Dataset entries:
<<<<

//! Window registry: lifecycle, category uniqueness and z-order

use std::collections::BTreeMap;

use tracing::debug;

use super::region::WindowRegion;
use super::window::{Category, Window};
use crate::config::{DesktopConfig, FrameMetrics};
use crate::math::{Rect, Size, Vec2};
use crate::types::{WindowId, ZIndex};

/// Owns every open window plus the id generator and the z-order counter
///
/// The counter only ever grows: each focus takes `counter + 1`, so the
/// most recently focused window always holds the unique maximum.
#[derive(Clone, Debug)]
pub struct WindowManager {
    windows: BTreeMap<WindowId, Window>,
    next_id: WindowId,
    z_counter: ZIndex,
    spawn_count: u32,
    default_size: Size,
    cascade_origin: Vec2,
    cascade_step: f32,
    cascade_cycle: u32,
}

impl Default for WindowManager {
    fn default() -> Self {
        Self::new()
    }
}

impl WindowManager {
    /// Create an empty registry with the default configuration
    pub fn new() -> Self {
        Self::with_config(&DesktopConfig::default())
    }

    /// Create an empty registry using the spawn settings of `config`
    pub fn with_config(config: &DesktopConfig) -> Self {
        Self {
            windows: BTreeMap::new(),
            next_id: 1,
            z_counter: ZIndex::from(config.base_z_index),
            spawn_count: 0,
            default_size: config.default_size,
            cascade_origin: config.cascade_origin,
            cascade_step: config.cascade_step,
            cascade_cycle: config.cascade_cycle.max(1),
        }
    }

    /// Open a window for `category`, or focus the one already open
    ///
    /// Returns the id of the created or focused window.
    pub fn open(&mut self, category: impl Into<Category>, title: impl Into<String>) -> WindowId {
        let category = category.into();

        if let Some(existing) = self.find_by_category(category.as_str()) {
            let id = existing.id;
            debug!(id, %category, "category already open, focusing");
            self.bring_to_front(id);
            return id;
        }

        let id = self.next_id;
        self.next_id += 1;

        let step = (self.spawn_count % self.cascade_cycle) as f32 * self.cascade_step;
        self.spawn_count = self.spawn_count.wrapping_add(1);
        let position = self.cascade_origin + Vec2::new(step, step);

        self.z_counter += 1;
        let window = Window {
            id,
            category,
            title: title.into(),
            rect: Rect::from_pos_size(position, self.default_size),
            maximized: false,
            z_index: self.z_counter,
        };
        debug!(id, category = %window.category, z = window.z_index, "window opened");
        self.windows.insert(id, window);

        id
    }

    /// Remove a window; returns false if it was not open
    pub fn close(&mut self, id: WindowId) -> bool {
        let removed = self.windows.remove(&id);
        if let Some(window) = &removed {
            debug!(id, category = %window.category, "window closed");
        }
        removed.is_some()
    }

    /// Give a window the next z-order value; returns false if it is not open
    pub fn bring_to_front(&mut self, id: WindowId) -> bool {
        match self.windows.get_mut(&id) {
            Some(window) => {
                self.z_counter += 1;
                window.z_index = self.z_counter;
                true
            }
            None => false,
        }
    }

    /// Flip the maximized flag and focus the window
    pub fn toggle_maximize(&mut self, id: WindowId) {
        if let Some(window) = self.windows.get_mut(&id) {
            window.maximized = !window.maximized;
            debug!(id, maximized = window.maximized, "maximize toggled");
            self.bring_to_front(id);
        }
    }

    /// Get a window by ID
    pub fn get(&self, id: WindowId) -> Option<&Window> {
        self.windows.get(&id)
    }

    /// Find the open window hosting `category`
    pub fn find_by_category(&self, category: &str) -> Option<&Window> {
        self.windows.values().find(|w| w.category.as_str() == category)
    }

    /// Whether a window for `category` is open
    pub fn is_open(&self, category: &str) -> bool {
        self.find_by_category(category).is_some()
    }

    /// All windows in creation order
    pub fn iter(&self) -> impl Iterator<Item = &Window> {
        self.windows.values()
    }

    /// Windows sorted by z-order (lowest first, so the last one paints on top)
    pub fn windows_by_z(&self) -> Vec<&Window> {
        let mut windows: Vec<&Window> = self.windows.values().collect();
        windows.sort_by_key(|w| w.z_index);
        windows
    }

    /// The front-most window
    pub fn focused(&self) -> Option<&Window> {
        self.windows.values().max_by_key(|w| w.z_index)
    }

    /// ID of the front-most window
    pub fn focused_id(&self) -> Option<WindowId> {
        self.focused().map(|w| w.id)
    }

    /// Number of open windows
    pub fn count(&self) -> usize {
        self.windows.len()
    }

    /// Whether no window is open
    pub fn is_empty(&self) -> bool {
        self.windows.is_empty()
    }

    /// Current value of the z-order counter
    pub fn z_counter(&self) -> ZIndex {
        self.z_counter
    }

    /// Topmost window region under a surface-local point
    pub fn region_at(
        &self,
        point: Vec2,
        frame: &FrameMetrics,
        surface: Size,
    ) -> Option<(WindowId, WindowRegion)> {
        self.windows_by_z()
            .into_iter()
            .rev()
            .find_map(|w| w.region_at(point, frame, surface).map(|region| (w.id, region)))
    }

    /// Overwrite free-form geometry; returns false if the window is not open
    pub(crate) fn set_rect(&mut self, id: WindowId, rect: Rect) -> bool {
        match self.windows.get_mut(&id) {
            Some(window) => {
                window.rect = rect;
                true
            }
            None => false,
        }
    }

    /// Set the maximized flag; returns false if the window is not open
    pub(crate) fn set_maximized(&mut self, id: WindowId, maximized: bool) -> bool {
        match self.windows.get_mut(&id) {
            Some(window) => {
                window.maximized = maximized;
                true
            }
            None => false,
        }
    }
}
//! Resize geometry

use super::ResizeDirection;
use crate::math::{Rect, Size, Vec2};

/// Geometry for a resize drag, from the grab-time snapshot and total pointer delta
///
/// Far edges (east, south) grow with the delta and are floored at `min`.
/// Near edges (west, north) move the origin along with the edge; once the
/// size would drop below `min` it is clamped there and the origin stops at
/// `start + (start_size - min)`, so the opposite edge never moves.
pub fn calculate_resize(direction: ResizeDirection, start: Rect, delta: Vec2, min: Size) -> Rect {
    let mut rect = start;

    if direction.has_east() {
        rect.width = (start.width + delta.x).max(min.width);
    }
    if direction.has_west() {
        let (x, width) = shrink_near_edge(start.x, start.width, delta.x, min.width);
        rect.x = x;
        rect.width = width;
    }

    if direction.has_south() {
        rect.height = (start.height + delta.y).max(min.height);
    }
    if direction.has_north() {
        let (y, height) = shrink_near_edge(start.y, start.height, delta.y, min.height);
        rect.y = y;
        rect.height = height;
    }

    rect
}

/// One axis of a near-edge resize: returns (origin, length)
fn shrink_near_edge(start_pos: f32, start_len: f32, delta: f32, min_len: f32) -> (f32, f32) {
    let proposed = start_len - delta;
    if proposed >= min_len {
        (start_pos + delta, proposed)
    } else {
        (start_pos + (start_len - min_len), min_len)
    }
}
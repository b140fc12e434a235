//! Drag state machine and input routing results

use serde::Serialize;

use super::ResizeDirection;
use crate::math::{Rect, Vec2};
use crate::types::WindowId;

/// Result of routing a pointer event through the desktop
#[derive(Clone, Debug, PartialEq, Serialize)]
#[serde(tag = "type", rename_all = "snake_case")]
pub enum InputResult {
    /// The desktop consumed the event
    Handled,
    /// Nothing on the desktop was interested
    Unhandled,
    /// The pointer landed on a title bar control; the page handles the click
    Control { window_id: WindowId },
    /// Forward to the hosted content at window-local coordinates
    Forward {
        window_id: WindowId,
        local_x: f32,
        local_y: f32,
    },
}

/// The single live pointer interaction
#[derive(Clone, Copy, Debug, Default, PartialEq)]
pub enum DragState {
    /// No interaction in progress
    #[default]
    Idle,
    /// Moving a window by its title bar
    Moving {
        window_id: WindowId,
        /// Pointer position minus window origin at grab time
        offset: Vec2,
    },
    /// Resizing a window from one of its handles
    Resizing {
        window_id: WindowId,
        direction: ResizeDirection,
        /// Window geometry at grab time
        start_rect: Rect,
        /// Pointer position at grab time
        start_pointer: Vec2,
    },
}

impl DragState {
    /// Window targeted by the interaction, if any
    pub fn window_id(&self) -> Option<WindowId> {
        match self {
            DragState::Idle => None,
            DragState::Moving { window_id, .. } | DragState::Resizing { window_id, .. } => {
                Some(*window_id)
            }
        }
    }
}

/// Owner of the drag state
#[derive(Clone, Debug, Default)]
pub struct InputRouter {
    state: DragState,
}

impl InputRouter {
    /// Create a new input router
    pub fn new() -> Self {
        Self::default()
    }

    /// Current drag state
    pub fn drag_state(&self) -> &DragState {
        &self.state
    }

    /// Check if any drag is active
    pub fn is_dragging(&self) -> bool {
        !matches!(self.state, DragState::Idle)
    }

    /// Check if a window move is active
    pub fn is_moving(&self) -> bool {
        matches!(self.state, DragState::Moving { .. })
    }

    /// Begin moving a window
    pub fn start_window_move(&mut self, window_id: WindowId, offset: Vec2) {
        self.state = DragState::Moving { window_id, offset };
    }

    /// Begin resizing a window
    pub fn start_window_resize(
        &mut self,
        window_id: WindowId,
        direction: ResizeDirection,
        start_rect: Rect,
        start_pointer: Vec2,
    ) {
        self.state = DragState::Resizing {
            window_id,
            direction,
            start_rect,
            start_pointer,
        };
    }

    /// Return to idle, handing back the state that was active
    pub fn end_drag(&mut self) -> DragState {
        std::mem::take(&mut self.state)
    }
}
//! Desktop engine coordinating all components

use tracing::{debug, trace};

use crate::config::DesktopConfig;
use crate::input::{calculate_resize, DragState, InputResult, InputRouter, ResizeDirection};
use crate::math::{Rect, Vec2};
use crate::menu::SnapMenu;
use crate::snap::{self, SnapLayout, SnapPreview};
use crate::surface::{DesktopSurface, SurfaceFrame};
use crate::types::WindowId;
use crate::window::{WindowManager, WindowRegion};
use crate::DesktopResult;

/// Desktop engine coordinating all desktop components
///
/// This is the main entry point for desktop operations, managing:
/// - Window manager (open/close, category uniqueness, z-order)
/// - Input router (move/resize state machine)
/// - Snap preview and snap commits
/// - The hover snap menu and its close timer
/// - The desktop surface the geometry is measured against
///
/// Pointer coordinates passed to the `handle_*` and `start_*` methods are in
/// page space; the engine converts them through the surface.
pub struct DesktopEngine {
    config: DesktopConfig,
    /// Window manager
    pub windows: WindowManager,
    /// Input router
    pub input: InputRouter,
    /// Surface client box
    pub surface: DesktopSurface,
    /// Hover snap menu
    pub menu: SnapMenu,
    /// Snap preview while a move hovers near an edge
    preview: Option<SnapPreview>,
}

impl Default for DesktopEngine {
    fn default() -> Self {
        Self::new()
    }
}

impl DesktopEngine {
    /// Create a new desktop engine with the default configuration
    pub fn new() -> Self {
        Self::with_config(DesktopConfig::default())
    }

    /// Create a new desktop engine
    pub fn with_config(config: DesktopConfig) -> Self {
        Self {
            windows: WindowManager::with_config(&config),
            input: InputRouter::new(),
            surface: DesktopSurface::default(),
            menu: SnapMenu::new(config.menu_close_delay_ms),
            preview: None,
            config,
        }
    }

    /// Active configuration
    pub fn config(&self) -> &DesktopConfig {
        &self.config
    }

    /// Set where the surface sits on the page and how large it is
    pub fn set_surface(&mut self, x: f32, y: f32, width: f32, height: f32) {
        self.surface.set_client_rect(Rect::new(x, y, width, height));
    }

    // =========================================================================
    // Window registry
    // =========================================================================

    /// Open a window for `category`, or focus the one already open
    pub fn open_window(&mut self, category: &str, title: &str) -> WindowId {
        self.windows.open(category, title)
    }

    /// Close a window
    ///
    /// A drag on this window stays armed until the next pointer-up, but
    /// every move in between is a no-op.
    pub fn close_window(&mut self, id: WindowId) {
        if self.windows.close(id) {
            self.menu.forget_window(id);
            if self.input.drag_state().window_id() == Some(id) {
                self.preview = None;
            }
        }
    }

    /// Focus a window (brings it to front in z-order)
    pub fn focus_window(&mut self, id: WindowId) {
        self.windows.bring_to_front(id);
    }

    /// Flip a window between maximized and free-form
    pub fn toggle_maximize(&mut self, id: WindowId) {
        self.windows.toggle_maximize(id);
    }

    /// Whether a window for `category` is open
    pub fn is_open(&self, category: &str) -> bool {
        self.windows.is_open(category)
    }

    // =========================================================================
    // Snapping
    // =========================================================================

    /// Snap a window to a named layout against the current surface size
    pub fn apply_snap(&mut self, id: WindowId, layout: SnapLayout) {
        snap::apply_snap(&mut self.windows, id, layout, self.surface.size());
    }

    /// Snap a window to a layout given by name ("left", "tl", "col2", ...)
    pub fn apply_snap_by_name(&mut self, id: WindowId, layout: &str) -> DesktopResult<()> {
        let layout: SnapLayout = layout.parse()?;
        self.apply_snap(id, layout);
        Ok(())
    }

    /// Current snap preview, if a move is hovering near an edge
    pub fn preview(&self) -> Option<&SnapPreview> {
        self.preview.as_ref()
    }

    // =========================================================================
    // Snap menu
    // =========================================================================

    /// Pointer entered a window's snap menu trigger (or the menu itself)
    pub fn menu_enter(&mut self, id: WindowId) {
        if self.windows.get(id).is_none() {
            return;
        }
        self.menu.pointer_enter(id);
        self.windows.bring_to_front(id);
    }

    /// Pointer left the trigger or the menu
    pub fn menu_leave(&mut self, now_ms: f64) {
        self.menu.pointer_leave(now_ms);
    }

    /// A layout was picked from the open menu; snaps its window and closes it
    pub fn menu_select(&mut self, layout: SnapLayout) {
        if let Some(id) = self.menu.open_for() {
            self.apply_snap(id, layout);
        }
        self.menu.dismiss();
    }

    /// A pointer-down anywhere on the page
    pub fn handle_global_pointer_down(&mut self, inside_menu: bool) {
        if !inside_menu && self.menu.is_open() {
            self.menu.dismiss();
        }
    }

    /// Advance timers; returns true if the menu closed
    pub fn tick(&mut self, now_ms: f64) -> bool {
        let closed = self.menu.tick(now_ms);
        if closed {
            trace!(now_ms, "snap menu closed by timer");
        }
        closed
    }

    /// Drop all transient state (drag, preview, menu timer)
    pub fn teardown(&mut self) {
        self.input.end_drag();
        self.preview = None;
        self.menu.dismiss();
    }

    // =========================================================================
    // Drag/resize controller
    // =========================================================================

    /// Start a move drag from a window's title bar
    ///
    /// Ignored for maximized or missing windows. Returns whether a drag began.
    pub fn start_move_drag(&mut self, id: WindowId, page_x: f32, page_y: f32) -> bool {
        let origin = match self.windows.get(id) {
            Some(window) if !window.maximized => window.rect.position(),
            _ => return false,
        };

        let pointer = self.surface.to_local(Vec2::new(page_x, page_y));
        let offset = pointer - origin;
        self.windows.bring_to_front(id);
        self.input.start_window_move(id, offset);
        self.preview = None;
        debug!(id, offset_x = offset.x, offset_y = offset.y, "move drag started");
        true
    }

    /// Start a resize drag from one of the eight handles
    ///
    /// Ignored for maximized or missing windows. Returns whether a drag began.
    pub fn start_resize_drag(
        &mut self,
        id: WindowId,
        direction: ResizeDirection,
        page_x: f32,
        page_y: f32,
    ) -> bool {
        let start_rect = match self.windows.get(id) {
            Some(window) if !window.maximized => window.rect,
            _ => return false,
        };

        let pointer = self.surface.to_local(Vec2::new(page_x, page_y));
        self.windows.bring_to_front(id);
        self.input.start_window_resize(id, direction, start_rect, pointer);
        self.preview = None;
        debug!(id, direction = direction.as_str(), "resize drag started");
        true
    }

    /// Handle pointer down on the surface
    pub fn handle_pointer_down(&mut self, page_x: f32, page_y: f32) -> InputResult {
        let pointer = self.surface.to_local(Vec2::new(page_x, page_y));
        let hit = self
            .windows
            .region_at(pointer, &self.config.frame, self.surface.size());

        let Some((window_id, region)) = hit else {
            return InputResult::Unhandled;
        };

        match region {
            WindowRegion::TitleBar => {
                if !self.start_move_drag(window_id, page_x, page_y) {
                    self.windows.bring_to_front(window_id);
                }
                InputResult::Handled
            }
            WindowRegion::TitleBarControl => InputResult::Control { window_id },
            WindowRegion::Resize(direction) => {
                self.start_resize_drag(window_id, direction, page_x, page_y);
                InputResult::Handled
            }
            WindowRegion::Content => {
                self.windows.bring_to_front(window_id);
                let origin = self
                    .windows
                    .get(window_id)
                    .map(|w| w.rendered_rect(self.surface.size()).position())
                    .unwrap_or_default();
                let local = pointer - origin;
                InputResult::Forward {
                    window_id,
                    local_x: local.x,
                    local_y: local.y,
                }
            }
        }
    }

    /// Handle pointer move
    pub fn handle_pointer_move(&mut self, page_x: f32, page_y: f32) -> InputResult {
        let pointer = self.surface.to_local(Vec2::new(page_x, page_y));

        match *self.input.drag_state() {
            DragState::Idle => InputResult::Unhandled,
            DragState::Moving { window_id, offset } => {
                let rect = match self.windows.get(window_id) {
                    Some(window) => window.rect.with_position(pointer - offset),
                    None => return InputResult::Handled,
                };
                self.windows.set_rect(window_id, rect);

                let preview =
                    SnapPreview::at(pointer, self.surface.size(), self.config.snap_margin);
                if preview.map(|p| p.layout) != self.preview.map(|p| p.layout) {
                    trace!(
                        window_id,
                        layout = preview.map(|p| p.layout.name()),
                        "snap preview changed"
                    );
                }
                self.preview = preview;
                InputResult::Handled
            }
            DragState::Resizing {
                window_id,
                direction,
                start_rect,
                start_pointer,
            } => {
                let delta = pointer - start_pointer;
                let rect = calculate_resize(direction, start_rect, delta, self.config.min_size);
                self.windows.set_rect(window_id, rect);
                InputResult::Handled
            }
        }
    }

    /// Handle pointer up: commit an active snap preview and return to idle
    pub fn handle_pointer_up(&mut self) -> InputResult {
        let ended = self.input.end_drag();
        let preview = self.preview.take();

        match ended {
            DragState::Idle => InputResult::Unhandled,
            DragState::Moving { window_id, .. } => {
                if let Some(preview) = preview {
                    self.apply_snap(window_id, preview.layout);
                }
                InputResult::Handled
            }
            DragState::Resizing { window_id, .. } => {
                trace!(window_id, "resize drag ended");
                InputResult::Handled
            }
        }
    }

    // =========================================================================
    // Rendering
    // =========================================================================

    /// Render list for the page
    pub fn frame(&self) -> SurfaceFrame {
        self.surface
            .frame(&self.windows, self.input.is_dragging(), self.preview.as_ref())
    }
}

>>>>

Using the data above, reproduce exactly the lines from the line that contains "pub fn with_config(config: DesktopConfig)" through the line that contains "self.menu.forget_window(id);", including both.

**Answer to this task**
    pub fn with_config(config: DesktopConfig) -> Self {
        Self {
            windows: WindowManager::with_config(&config),
            input: InputRouter::new(),
            surface: DesktopSurface::default(),
            menu: SnapMenu::new(config.menu_close_delay_ms),
            preview: None,
            config,
        }
    }

    /// Active configuration
    pub fn config(&self) -> &DesktopConfig {
        &self.config
    }

    /// Set where the surface sits on the page and how large it is
    pub fn set_surface(&mut self, x: f32, y: f32, width: f32, height: f32) {
        self.surface.set_client_rect(Rect::new(x, y, width, height));
    }

    // =========================================================================
    // Window registry
    // =========================================================================

    /// Open a window for `category`, or focus the one already open
    pub fn open_window(&mut self, category: &str, title: &str) -> WindowId {
        self.windows.open(category, title)
    }

    /// Close a window
    ///
    /// A drag on this window stays armed until the next pointer-up, but
    /// every move in between is a no-op.
    pub fn close_window(&mut self, id: WindowId) {
        if self.windows.close(id) {
            self.menu.forget_window(id);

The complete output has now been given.